Feldzug gegen Saddam Gates widerspricht Greenspan - Irakkrieg nicht wegen Erdöl

Ein Einspruch von höchster Stelle: US-Verteidigungsminister Robert Gates hat dem früheren Notenbankchef Alan Greenspan widersprochen, wonach es den USA im Irak-Krieg vor allem um das Erdöl gehe.


Washington - Er habe viel Respekt vor Greenspan und kenne ihn schon sehr lange, aber er sei anderer Meinung, sagte Gates in einer Talkshow des US-Fernsehsenders ABC. Mit Blick auf den mittlerweile hingerichteten irakischen Ex-Machthaber Saddam Hussein sagte Gates, dass die USA gegen einen aggressiven Diktator vorgegangen seien. Saddam Hussein habe die gesamte Region destabilisiert und nach dem Besitz von Massenvernichtungswaffen gestrebt.

US-Verteidigungsminister Gates: Sorge um Stabilität der Golf-Region
AP

US-Verteidigungsminister Gates: Sorge um Stabilität der Golf-Region

Nicht der Zugriff auf Öl, sondern die Sorge um die Stabilität in der Golfregion sei also der Grund für den Irakkrieg gewesen, sagte Gates damit. Als der Feldzug 2003 begann, hatte die Regierung von US-Präsident George W. Bush freilich die angeblich bereits existierenden irakischen Massenvernichtungswaffen sowie die angebliche Kooperation zwischen dem Irak und dem Terrornetzwerk al-Qaida als Begründung genannt.

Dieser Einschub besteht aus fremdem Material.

//! Chain detection.
//!
//! A *run* is the maximal line of same-style tiles through a coordinate
//! along one axis; it *qualifies* when it is at least `min_chain_length`
//! long. The detector answers one question per call: which runs through this
//! coordinate qualify for this style?
//!
//! Callers choose the [`DetectMode`] explicitly:
//!
//! - `Mutate` clears qualifying runs to `EMPTY` (post-swap check, cascades)
//! - `Probe` leaves the board untouched (move-search)
//!
//! ## Example
//!
//! ```
//! use match3_engine::board::Board;
//! use match3_engine::chain::{ChainDetector, DetectMode};
//! use match3_engine::core::{Position, Tile};
//!
//! let mut board = Board::from_styles(&[[1, 1, 1, 0], [0, 2, 3, 2]]);
//! let detector = ChainDetector::new(3);
//!
//! let probe = detector.scan_at(&mut board, Position::new(0, 1), Tile::new(1), DetectMode::Probe);
//! assert_eq!(probe.chain_length(), 3);
//! assert!(!board.has_empty());
//!
//! detector.scan_at(&mut board, Position::new(0, 1), Tile::new(1), DetectMode::Mutate);
//! assert!(board.get(Position::new(0, 0)).unwrap().is_empty());
//! ```

mod detector;

pub use detector::{horizontal_run, vertical_run, Axis, ChainDetector, DetectMode, Detection, Run};
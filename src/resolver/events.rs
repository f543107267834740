//! Structured results produced while resolving a move.
//!
//! The engine never draws anything itself. Each clearing pass is returned
//! as data so a presentation layer can animate clears, falls and refills in
//! order.

use serde::{Deserialize, Serialize};

use crate::chain::Run;
use crate::core::{Position, Tile};

/// A tile that moved down during gravity-fill.
#[derive(Clone, Copy, Debug, PartialEq, Eq, Serialize, Deserialize)]
pub struct Fall {
    pub col: usize,
    pub from_row: usize,
    pub to_row: usize,
}

/// A fresh tile placed during gravity-fill.
#[derive(Clone, Copy, Debug, PartialEq, Eq, Serialize, Deserialize)]
pub struct Refill {
    pub position: Position,
    pub tile: Tile,
}

/// Everything gravity-fill did to the board.
#[derive(Clone, Debug, Default, PartialEq, Eq, Serialize, Deserialize)]
pub struct FillReport {
    /// Tiles that fell, column by column, bottom-most first.
    pub falls: Vec<Fall>,
    /// New tiles in the order they were drawn.
    pub refills: Vec<Refill>,
}

/// One clear followed by one gravity-fill.
#[derive(Clone, Debug, Default, PartialEq, Eq, Serialize, Deserialize)]
pub struct ClearPass {
    /// Chain length credited for this pass.
    pub chain_length: u32,
    /// Qualifying runs, in detection order.
    pub runs: Vec<Run>,
    /// Distinct cells set to `EMPTY`, in clearing order.
    pub cleared: Vec<Position>,
    /// Tiles that fell afterwards.
    pub falls: Vec<Fall>,
    /// Fresh tiles placed afterwards.
    pub refills: Vec<Refill>,
}

impl ClearPass {
    pub(crate) fn with_fill(mut self, fill: FillReport) -> Self {
        self.falls = fill.falls;
        self.refills = fill.refills;
        self
    }
}

/// A candidate swap.
#[derive(Clone, Copy, Debug, PartialEq, Eq, Serialize, Deserialize)]
pub struct Swap {
    pub from: Position,
    pub to: Position,
}

/// Result of an accepted swap.
#[derive(Clone, Debug, PartialEq, Eq, Serialize, Deserialize)]
pub struct MoveResolution {
    /// The pass triggered directly by the swap.
    pub trigger: ClearPass,
    /// Chain reactions caused by falling tiles, in order.
    pub cascades: Vec<ClearPass>,
}

impl MoveResolution {
    /// Chain length of the swap itself.
    #[must_use]
    pub fn trigger_chain_length(&self) -> u32 {
        self.trigger.chain_length
    }

    /// Combined chain length of all chain reactions (0 if none).
    #[must_use]
    pub fn cascade_chain_length(&self) -> u32 {
        self.cascades.iter().map(|p| p.chain_length).sum()
    }

    /// All passes, trigger first.
    pub fn passes(&self) -> impl Iterator<Item = &ClearPass> {
        std::iter::once(&self.trigger).chain(self.cascades.iter())
    }
}

/// What happened to a requested swap.
#[derive(Clone, Debug, PartialEq, Eq)]
pub enum SwapOutcome {
    /// The two cells are not one orthogonal step apart. Board untouched.
    NotAdjacent,
    /// The swap formed no chain and was reverted.
    NoChain,
    /// The swap formed a chain and the board has settled.
    Resolved(MoveResolution),
}
//! Move resolution: swap validation, clearing, gravity-fill, cascades and
//! move-search.
//!
//! The [`Resolver`] owns the board for the lifetime of a session. Nothing
//! else mutates it; callers read it through [`Resolver::board`].
//!
//! ## Resolution model
//!
//! Resolution is immediate: one call to [`Resolver::swap`] runs the whole
//! transaction (trigger clear, gravity-fill, every chain reaction) before it
//! returns. A swap that forms no chain is reverted before returning, so no
//! half-resolved board is ever observable.
//!
//! ## Example
//!
//! ```
//! use match3_engine::board::Board;
//! use match3_engine::core::{EngineConfig, GameRng, Position};
//! use match3_engine::resolver::{Resolver, SwapOutcome};
//!
//! let board = Board::from_styles(&[
//!     [0, 1, 0, 2],
//!     [1, 0, 2, 1],
//!     [2, 1, 3, 2],
//! ]);
//! let config = EngineConfig::default().with_size(3, 4).with_num_styles(4);
//! let mut resolver = Resolver::new(board, GameRng::new(1), &config).unwrap();
//!
//! match resolver.swap(Position::new(1, 1), Position::new(0, 1)).unwrap() {
//!     SwapOutcome::Resolved(resolution) => assert_eq!(resolution.trigger_chain_length(), 3),
//!     other => panic!("unexpected {:?}", other),
//! }
//! assert!(!resolver.board().has_empty());
//! ```

mod cascade;
mod events;
mod gravity;
mod search;

pub use cascade::{cascade_resolve, clear_chains};
pub use events::{ClearPass, Fall, FillReport, MoveResolution, Refill, Swap, SwapOutcome};
pub use gravity::gravity_fill;
pub use search::find_move;

use tracing::{debug, trace};

use crate::board::Board;
use crate::chain::{ChainDetector, DetectMode};
use crate::core::{ConfigError, EngineConfig, EngineResult, GameRng, Position};

use cascade::PassBuilder;

/// Owns the board and applies moves to it.
#[derive(Clone, Debug)]
pub struct Resolver {
    board: Board,
    rng: GameRng,
    detector: ChainDetector,
    num_styles: u8,
}

impl Resolver {
    /// Wrap a board. The board is used as given; call
    /// [`Resolver::settle`] to remove pre-existing chains.
    ///
    /// The config is validated first: too few styles or too short a chain
    /// would keep the cascade loop from settling.
    pub fn new(board: Board, rng: GameRng, config: &EngineConfig) -> Result<Self, ConfigError> {
        config.validate()?;
        Ok(Self {
            board,
            rng,
            detector: ChainDetector::new(config.min_chain_length),
            num_styles: config.num_styles,
        })
    }

    /// Read-only view of the board.
    #[must_use]
    pub fn board(&self) -> &Board {
        &self.board
    }

    /// The chain detector in use.
    #[must_use]
    pub fn detector(&self) -> &ChainDetector {
        &self.detector
    }

    /// Clear chains and fill holes until the board is stable.
    ///
    /// Used at session start; the returned passes are not scored there.
    pub fn settle(&mut self) -> Vec<ClearPass> {
        cascade_resolve(&mut self.board, &self.detector, &mut self.rng, self.num_styles)
    }

    /// Swap `first` with `second` and resolve the result.
    ///
    /// `second` is the cell the player picked last; it is checked before
    /// `first`, and each is tested against the tile it holds after the
    /// swap. The trigger chain length is the sum of both detections.
    pub fn swap(&mut self, first: Position, second: Position) -> EngineResult<SwapOutcome> {
        self.board.check(first)?;
        self.board.check(second)?;

        if !first.is_adjacent(second) {
            return Ok(SwapOutcome::NotAdjacent);
        }

        self.board.swap_in_bounds(first, second);

        // Capture both styles before either clear empties the other cell.
        let second_tile = self.board[second];
        let first_tile = self.board[first];

        let mut trigger = PassBuilder::default();
        let detection = self
            .detector
            .scan_at(&mut self.board, second, second_tile, DetectMode::Mutate);
        trigger.record(&detection);
        let detection = self
            .detector
            .scan_at(&mut self.board, first, first_tile, DetectMode::Mutate);
        trigger.record(&detection);

        if trigger.chain_length() == 0 {
            self.board.swap_in_bounds(first, second);
            debug!(%first, %second, "swap formed no chain, reverted");
            return Ok(SwapOutcome::NoChain);
        }

        let fill = self.gravity_fill();
        let trigger = trigger.finish().with_fill(fill);
        let cascades = self.settle();

        debug!(
            %first,
            %second,
            trigger = trigger.chain_length,
            cascades = cascades.len(),
            "swap resolved"
        );
        trace!(board = %self.board, "board after resolution");

        Ok(SwapOutcome::Resolved(MoveResolution { trigger, cascades }))
    }

    /// Drop tiles into empty cells and refill from the top.
    pub fn gravity_fill(&mut self) -> FillReport {
        gravity_fill(&mut self.board, &mut self.rng, self.num_styles)
    }

    /// First swap that would form a chain, if any. The board is unchanged
    /// on return.
    pub fn find_move(&mut self) -> Option<Swap> {
        find_move(&mut self.board, &self.detector)
    }
}
//! Session bindings for Python.

use numpy::{PyArray1, PyArray2, PyArrayMethods};
use pyo3::prelude::*;

use crate::core::{EngineConfig, EngineError, Position};
use crate::session::Session;

use super::py_outcome::{PyGameOver, PySelectionOutcome};

fn engine_err(e: EngineError) -> PyErr {
    match e {
        EngineError::OutOfBounds { .. } => {
            PyErr::new::<pyo3::exceptions::PyIndexError, _>(e.to_string())
        }
        EngineError::GameOver => PyErr::new::<pyo3::exceptions::PyRuntimeError, _>(e.to_string()),
    }
}

/// Python wrapper for Session.
#[pyclass(name = "Session")]
pub struct PySession {
    inner: Session,
}

#[pymethods]
impl PySession {
    /// Start a new game.
    ///
    /// # Arguments
    /// - rows, cols: Board size
    /// - num_styles: Number of distinct tile styles (2-254)
    /// - min_chain_length: Shortest run that clears (at least 3)
    /// - moves: Move budget
    /// - seed: RNG seed for deterministic games
    #[new]
    #[pyo3(signature = (
        rows = 8,
        cols = 8,
        num_styles = 7,
        min_chain_length = 3,
        moves = 20,
        seed = 42
    ))]
    fn new(
        rows: usize,
        cols: usize,
        num_styles: u8,
        min_chain_length: usize,
        moves: u32,
        seed: u64,
    ) -> PyResult<Self> {
        let config = EngineConfig::default()
            .with_size(rows, cols)
            .with_num_styles(num_styles)
            .with_min_chain_length(min_chain_length)
            .with_moves(moves);
        let inner = Session::from_seed(config, seed)
            .map_err(|e| PyErr::new::<pyo3::exceptions::PyValueError, _>(e.to_string()))?;
        Ok(Self { inner })
    }

    /// Select a cell.
    fn select(&mut self, row: usize, col: usize) -> PyResult<PySelectionOutcome> {
        self.inner
            .attempt_select(Position::new(row, col))
            .map(PySelectionOutcome)
            .map_err(engine_err)
    }

    /// A cell with a chain-forming swap, as `(row, col)`.
    fn hint(&mut self) -> Option<(usize, usize)> {
        self.inner.request_hint().map(|p| (p.row, p.col))
    }

    /// The terminal record, or None while the game is running.
    fn game_over(&self) -> Option<PyGameOver> {
        self.inner.is_game_over().map(PyGameOver)
    }

    /// End the game now and return `(score, moves_used)`.
    fn end_game(&mut self) -> (u32, u32) {
        let summary = self.inner.end_game_early();
        (summary.score, summary.moves_used)
    }

    #[getter]
    fn score(&self) -> u32 {
        self.inner.score()
    }

    #[getter]
    fn moves_remaining(&self) -> u32 {
        self.inner.moves_remaining()
    }

    /// The selected cell, if any.
    #[getter]
    fn selected(&self) -> Option<(usize, usize)> {
        self.inner.selection().selected().map(|p| (p.row, p.col))
    }

    /// Board styles as an int16 array of shape [rows, cols]; -1 is empty.
    fn board_numpy<'py>(&self, py: Python<'py>) -> PyResult<Bound<'py, PyArray2<i16>>> {
        let board = self.inner.board();
        let flat: Vec<i16> = board.positions().map(|p| board[p].to_i16()).collect();
        PyArray1::from_vec_bound(py, flat)
            .reshape([board.rows(), board.cols()])
            .map_err(|e| PyErr::new::<pyo3::exceptions::PyValueError, _>(format!("{}", e)))
    }

    fn __repr__(&self) -> String {
        let status = if self.inner.is_game_over().is_some() {
            "over"
        } else {
            "running"
        };
        format!(
            "Session(score={}, moves_remaining={}, status={})",
            self.inner.score(),
            self.inner.moves_remaining(),
            status
        )
    }
}
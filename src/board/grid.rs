//! Grid storage with bounds-checked access.

use std::ops::{Index, IndexMut};

use serde::{Deserialize, Serialize};

use crate::core::{BoardDataError, EngineError, EngineResult, GameRng, Position, Tile};

/// Fixed-size grid of tiles, stored row-major.
///
/// The board knows nothing about score, selection or presentation. `swap`
/// does not check adjacency: the resolver also uses it for speculative
/// probes during move-search.
///
/// ## Example
///
/// ```
/// use match3_engine::board::Board;
/// use match3_engine::core::{Position, Tile};
///
/// let mut board = Board::from_styles(&[[0, 1, 2], [3, 4, 5]]);
/// board.swap(Position::new(0, 0), Position::new(1, 2)).unwrap();
///
/// assert_eq!(board.get(Position::new(0, 0)).unwrap(), Tile::new(5));
/// assert!(board.get(Position::new(2, 0)).is_err());
/// ```
#[derive(Clone, Debug, PartialEq, Eq, Hash, Serialize, Deserialize)]
#[serde(try_from = "BoardData")]
pub struct Board {
    rows: usize,
    cols: usize,
    cells: Vec<Tile>,
}

/// Unchecked wire form of a [`Board`].
#[derive(Deserialize)]
struct BoardData {
    rows: usize,
    cols: usize,
    cells: Vec<Tile>,
}

impl TryFrom<BoardData> for Board {
    type Error = BoardDataError;

    fn try_from(data: BoardData) -> Result<Self, Self::Error> {
        let BoardData { rows, cols, cells } = data;
        if rows == 0 || cols == 0 || rows.checked_mul(cols) != Some(cells.len()) {
            return Err(BoardDataError::CellCount {
                rows,
                cols,
                cells: cells.len(),
            });
        }
        Ok(Self { rows, cols, cells })
    }
}

impl Board {
    /// Create a board with every cell empty.
    #[must_use]
    pub fn new(rows: usize, cols: usize) -> Self {
        assert!(rows > 0 && cols > 0, "Board must have at least one cell");
        Self {
            rows,
            cols,
            cells: vec![Tile::EMPTY; rows * cols],
        }
    }

    /// Create a board filled with uniformly random styles.
    #[must_use]
    pub fn random(rows: usize, cols: usize, num_styles: u8, rng: &mut GameRng) -> Self {
        let mut board = Self::new(rows, cols);
        for cell in &mut board.cells {
            *cell = rng.gen_style(num_styles);
        }
        board
    }

    /// Build a board from literal style rows.
    ///
    /// Panics if `rows` is empty or ragged.
    #[must_use]
    pub fn from_styles<R: AsRef<[u8]>>(rows: &[R]) -> Self {
        assert!(!rows.is_empty(), "Board must have at least one row");
        let cols = rows[0].as_ref().len();
        assert!(
            rows.iter().all(|r| r.as_ref().len() == cols),
            "All rows must have the same length"
        );

        let mut board = Self::new(rows.len(), cols);
        for (row, styles) in rows.iter().enumerate() {
            for (col, &style) in styles.as_ref().iter().enumerate() {
                board[Position::new(row, col)] = Tile::new(style);
            }
        }
        board
    }

    /// Number of rows.
    #[must_use]
    pub fn rows(&self) -> usize {
        self.rows
    }

    /// Number of columns.
    #[must_use]
    pub fn cols(&self) -> usize {
        self.cols
    }

    /// Check whether a position lies on the board.
    #[must_use]
    pub fn contains(&self, pos: Position) -> bool {
        pos.row < self.rows && pos.col < self.cols
    }

    /// Return `OutOfBounds` unless `pos` lies on the board.
    pub fn check(&self, pos: Position) -> EngineResult<()> {
        if self.contains(pos) {
            Ok(())
        } else {
            Err(EngineError::OutOfBounds {
                position: pos,
                rows: self.rows,
                cols: self.cols,
            })
        }
    }

    /// Read a cell.
    pub fn get(&self, pos: Position) -> EngineResult<Tile> {
        self.check(pos)?;
        Ok(self[pos])
    }

    /// Write a cell.
    pub fn set(&mut self, pos: Position, tile: Tile) -> EngineResult<()> {
        self.check(pos)?;
        self[pos] = tile;
        Ok(())
    }

    /// Exchange the tiles at two positions.
    pub fn swap(&mut self, a: Position, b: Position) -> EngineResult<()> {
        self.check(a)?;
        self.check(b)?;
        self.swap_in_bounds(a, b);
        Ok(())
    }

    /// Swap for positions already known to be on the board.
    pub(crate) fn swap_in_bounds(&mut self, a: Position, b: Position) {
        let (ia, ib) = (self.offset(a), self.offset(b));
        self.cells.swap(ia, ib);
    }

    /// Iterate over every position, row by row.
    pub fn positions(&self) -> impl Iterator<Item = Position> {
        let cols = self.cols;
        (0..self.rows * cols).map(move |i| Position::new(i / cols, i % cols))
    }

    /// Check whether any cell is empty.
    #[must_use]
    pub fn has_empty(&self) -> bool {
        self.cells.iter().any(|t| t.is_empty())
    }

    /// Rows of tiles, top first.
    pub fn iter_rows(&self) -> impl Iterator<Item = &[Tile]> {
        self.cells.chunks(self.cols)
    }

    fn offset(&self, pos: Position) -> usize {
        assert!(
            self.contains(pos),
            "{} is outside the {}x{} board",
            pos,
            self.rows,
            self.cols
        );
        pos.row * self.cols + pos.col
    }
}

/// Panics if `pos` is off the board; [`Board::get`] is the checked read.
impl Index<Position> for Board {
    type Output = Tile;

    fn index(&self, pos: Position) -> &Tile {
        &self.cells[self.offset(pos)]
    }
}

impl IndexMut<Position> for Board {
    fn index_mut(&mut self, pos: Position) -> &mut Tile {
        let i = self.offset(pos);
        &mut self.cells[i]
    }
}

impl std::fmt::Display for Board {
    fn fmt(&self, f: &mut std::fmt::Formatter<'_>) -> std::fmt::Result {
        for row in self.iter_rows() {
            for (i, tile) in row.iter().enumerate() {
                if i > 0 {
                    write!(f, " ")?;
                }
                write!(f, "{}", tile)?;
            }
            writeln!(f)?;
        }
        Ok(())
    }
}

Der 81 Jahre alte Greenspan, der fast zwei Jahrzehnte lang die US-Notenbank führte, hatte zuvor mit kritischen Äußerungen über den Irak-Krieg für erheblichen Wirbel gesorgt. "Ich bin betrübt, dass es politisch unbequem ist, festzustellen, was jeder weiß: Im Irak-Krieg geht es im Wesentlichen um das Öl", heißt es in dem mit Spannung erwarteten Buch "The Age of Turbulence: Adventures in a New World", das am Montag offiziell auf dem US-Büchermarkt erscheint. Die großen US-Tageszeitungen haben bereits erste Rezensionen am Wochenende gedruckt.